YOUR TASK: Report each line below that carries the word "FractionalisationRecord".

[Collected data]
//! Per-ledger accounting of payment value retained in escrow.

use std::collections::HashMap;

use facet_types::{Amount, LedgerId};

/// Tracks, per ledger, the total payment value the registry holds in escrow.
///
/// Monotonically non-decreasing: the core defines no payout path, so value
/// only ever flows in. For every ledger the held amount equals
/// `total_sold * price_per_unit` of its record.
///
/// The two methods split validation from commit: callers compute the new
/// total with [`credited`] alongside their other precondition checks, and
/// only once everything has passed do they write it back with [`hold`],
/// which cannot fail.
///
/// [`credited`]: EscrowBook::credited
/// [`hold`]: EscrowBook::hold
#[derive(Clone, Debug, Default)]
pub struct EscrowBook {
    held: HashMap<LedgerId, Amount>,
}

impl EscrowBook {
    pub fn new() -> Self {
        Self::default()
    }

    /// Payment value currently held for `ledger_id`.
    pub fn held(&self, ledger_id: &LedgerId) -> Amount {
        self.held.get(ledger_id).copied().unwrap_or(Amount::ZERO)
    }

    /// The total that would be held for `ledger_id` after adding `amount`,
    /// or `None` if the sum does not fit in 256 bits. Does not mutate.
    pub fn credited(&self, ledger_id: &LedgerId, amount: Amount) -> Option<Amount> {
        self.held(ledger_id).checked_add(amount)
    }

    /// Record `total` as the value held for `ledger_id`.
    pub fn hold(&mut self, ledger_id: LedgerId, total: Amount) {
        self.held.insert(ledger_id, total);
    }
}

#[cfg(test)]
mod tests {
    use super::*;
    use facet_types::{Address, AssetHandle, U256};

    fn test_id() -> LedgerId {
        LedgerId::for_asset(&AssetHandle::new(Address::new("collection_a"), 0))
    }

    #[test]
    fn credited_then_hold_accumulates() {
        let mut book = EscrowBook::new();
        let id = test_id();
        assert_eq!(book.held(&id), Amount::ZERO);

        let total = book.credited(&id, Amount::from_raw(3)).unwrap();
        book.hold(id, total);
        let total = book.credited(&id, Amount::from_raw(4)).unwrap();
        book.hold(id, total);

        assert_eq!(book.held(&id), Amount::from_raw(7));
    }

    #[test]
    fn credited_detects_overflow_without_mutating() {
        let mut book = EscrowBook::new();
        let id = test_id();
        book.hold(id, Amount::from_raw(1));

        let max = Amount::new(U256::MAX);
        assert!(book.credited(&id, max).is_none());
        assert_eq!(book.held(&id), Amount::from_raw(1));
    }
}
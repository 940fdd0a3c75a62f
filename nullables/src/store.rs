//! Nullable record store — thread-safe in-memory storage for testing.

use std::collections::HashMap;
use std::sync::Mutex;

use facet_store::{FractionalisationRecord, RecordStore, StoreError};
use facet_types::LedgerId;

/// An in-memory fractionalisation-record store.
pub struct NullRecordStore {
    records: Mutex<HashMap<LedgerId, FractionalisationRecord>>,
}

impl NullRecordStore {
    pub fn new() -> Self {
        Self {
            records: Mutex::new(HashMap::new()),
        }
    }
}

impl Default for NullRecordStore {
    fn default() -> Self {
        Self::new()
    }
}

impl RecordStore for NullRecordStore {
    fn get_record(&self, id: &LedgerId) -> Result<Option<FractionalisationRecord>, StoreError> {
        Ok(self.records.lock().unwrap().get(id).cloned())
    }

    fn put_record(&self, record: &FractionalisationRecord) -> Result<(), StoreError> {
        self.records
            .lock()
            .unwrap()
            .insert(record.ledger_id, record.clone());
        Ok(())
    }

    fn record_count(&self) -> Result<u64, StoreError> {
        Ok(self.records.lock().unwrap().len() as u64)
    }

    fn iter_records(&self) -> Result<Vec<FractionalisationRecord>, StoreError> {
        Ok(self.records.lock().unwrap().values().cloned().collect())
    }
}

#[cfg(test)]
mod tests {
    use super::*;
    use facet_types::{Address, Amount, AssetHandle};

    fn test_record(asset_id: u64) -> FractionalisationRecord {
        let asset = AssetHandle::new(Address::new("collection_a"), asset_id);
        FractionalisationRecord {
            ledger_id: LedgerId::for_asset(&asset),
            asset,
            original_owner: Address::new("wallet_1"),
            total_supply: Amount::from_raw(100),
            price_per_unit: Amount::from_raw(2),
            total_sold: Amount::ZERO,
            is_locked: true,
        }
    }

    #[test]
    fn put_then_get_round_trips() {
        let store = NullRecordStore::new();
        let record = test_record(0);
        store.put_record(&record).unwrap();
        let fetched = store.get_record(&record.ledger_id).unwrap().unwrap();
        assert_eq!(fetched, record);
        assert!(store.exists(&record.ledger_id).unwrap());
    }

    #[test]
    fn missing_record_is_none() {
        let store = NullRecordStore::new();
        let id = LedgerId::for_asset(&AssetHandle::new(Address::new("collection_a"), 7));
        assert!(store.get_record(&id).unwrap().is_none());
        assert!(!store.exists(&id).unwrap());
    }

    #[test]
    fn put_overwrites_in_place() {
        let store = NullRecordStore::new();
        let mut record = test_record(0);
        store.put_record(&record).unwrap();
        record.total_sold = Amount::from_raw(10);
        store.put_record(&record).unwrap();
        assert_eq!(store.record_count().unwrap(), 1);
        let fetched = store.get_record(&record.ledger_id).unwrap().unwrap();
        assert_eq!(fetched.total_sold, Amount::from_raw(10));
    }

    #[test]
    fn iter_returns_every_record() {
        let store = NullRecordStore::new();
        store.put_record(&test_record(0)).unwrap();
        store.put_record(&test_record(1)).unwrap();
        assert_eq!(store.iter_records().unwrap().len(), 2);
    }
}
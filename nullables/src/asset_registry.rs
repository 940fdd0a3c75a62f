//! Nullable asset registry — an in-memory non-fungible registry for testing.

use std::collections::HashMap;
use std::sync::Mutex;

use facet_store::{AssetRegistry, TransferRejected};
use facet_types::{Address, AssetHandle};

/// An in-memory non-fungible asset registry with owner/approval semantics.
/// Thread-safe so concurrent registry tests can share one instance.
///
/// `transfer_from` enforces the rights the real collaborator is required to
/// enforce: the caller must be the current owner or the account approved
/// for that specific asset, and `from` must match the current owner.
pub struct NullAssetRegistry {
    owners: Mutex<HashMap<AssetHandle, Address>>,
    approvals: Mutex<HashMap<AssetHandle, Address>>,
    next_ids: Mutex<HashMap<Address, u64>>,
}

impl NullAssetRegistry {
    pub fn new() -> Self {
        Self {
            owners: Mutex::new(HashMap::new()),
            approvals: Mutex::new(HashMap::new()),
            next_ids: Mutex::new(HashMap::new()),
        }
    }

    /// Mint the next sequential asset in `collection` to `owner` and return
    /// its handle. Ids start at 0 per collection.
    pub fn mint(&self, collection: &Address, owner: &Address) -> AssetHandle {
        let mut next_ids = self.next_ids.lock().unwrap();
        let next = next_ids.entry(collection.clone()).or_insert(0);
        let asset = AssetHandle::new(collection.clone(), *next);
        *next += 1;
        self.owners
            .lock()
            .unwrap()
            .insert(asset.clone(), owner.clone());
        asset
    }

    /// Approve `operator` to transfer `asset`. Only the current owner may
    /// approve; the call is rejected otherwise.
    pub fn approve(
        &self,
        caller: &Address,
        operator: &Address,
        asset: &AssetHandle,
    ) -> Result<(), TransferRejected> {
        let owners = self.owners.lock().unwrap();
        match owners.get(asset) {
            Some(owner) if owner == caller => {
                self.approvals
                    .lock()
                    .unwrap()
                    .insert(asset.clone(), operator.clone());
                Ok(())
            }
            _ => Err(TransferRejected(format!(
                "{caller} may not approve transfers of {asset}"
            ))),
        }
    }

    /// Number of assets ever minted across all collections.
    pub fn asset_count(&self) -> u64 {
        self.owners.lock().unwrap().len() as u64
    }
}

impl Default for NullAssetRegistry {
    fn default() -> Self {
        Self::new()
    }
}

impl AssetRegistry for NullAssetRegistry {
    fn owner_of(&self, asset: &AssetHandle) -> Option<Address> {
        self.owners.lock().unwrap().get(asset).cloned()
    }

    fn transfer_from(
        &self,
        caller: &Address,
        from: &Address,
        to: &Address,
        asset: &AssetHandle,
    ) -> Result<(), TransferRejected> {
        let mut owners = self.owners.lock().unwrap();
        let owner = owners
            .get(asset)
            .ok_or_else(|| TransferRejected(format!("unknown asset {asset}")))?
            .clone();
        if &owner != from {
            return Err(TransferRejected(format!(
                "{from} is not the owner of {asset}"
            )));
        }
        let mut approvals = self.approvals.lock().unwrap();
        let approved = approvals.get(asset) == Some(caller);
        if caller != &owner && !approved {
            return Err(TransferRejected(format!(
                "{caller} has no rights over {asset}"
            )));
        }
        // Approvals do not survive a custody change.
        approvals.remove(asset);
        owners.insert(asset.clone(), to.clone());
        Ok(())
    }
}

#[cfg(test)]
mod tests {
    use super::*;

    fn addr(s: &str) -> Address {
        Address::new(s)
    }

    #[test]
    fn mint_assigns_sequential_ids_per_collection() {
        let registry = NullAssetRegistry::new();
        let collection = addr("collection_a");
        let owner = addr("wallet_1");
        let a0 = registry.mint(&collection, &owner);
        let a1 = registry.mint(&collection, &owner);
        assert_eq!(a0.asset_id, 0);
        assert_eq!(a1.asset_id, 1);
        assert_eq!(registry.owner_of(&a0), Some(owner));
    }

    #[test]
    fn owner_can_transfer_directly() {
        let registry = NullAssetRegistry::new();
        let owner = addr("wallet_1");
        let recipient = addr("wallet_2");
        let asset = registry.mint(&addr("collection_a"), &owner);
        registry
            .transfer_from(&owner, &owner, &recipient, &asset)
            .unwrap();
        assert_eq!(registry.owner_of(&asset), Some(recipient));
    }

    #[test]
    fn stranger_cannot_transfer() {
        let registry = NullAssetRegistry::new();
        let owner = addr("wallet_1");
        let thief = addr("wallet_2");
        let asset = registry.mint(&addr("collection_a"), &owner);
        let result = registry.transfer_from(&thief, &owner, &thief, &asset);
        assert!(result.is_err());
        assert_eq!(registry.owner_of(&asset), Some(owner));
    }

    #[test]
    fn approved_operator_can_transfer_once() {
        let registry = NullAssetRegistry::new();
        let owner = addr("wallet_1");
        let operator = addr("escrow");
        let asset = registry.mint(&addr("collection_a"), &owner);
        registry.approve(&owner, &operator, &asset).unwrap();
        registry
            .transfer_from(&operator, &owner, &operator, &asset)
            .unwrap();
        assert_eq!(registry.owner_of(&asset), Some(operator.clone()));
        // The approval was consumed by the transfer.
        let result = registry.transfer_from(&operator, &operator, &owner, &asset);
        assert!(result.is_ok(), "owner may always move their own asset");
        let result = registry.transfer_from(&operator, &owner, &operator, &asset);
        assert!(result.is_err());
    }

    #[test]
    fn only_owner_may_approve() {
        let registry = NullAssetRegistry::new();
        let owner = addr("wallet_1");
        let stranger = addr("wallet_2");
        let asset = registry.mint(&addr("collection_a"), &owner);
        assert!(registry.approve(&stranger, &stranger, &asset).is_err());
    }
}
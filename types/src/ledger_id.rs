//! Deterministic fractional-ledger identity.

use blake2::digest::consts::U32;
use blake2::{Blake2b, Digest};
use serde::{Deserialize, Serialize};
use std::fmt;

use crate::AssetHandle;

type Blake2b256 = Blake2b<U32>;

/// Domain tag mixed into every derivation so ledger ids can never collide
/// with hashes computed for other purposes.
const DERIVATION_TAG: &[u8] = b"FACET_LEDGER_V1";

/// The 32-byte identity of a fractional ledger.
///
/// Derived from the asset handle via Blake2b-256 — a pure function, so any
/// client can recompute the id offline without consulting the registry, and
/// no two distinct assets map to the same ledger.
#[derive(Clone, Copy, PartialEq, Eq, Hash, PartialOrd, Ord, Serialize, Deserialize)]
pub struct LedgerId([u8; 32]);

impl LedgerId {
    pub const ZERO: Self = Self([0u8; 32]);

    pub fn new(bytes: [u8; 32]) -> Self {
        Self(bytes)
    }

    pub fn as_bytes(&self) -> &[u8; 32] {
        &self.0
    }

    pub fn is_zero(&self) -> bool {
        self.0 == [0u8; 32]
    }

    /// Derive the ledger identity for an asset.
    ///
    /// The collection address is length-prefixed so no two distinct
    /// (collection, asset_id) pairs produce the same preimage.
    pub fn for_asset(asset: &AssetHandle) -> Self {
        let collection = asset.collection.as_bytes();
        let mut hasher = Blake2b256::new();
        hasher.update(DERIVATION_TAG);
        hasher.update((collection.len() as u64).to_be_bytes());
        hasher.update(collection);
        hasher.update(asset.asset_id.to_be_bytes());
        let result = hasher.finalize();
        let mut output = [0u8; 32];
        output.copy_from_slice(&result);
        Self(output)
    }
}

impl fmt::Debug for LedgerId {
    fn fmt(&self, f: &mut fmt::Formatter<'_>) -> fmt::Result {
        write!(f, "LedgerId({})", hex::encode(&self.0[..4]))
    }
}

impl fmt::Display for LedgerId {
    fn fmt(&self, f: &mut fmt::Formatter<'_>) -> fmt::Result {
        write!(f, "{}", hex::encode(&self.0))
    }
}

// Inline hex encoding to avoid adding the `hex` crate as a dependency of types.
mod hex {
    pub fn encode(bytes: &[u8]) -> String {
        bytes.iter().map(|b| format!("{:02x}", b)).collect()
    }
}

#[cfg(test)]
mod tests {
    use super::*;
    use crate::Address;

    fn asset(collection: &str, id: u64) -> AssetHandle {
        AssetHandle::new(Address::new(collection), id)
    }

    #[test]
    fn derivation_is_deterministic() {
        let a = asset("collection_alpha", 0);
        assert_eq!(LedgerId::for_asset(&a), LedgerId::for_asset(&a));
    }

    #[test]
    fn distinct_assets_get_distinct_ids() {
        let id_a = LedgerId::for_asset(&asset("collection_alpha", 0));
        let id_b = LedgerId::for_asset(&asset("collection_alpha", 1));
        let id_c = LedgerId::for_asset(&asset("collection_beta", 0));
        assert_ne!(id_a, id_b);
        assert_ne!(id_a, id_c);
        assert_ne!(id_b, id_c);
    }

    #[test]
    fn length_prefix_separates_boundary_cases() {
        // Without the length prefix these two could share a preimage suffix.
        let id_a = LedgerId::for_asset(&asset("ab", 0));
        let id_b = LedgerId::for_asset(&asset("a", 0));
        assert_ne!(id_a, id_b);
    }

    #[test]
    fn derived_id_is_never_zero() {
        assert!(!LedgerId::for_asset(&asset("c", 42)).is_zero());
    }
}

YOUR RESPONSE:
use facet_store::{FractionalisationRecord, RecordStore, StoreError};
    records: Mutex<HashMap<LedgerId, FractionalisationRecord>>,
    fn get_record(&self, id: &LedgerId) -> Result<Option<FractionalisationRecord>, StoreError> {
    fn put_record(&self, record: &FractionalisationRecord) -> Result<(), StoreError> {
    fn iter_records(&self) -> Result<Vec<FractionalisationRecord>, StoreError> {
    fn test_record(asset_id: u64) -> FractionalisationRecord {
        FractionalisationRecord {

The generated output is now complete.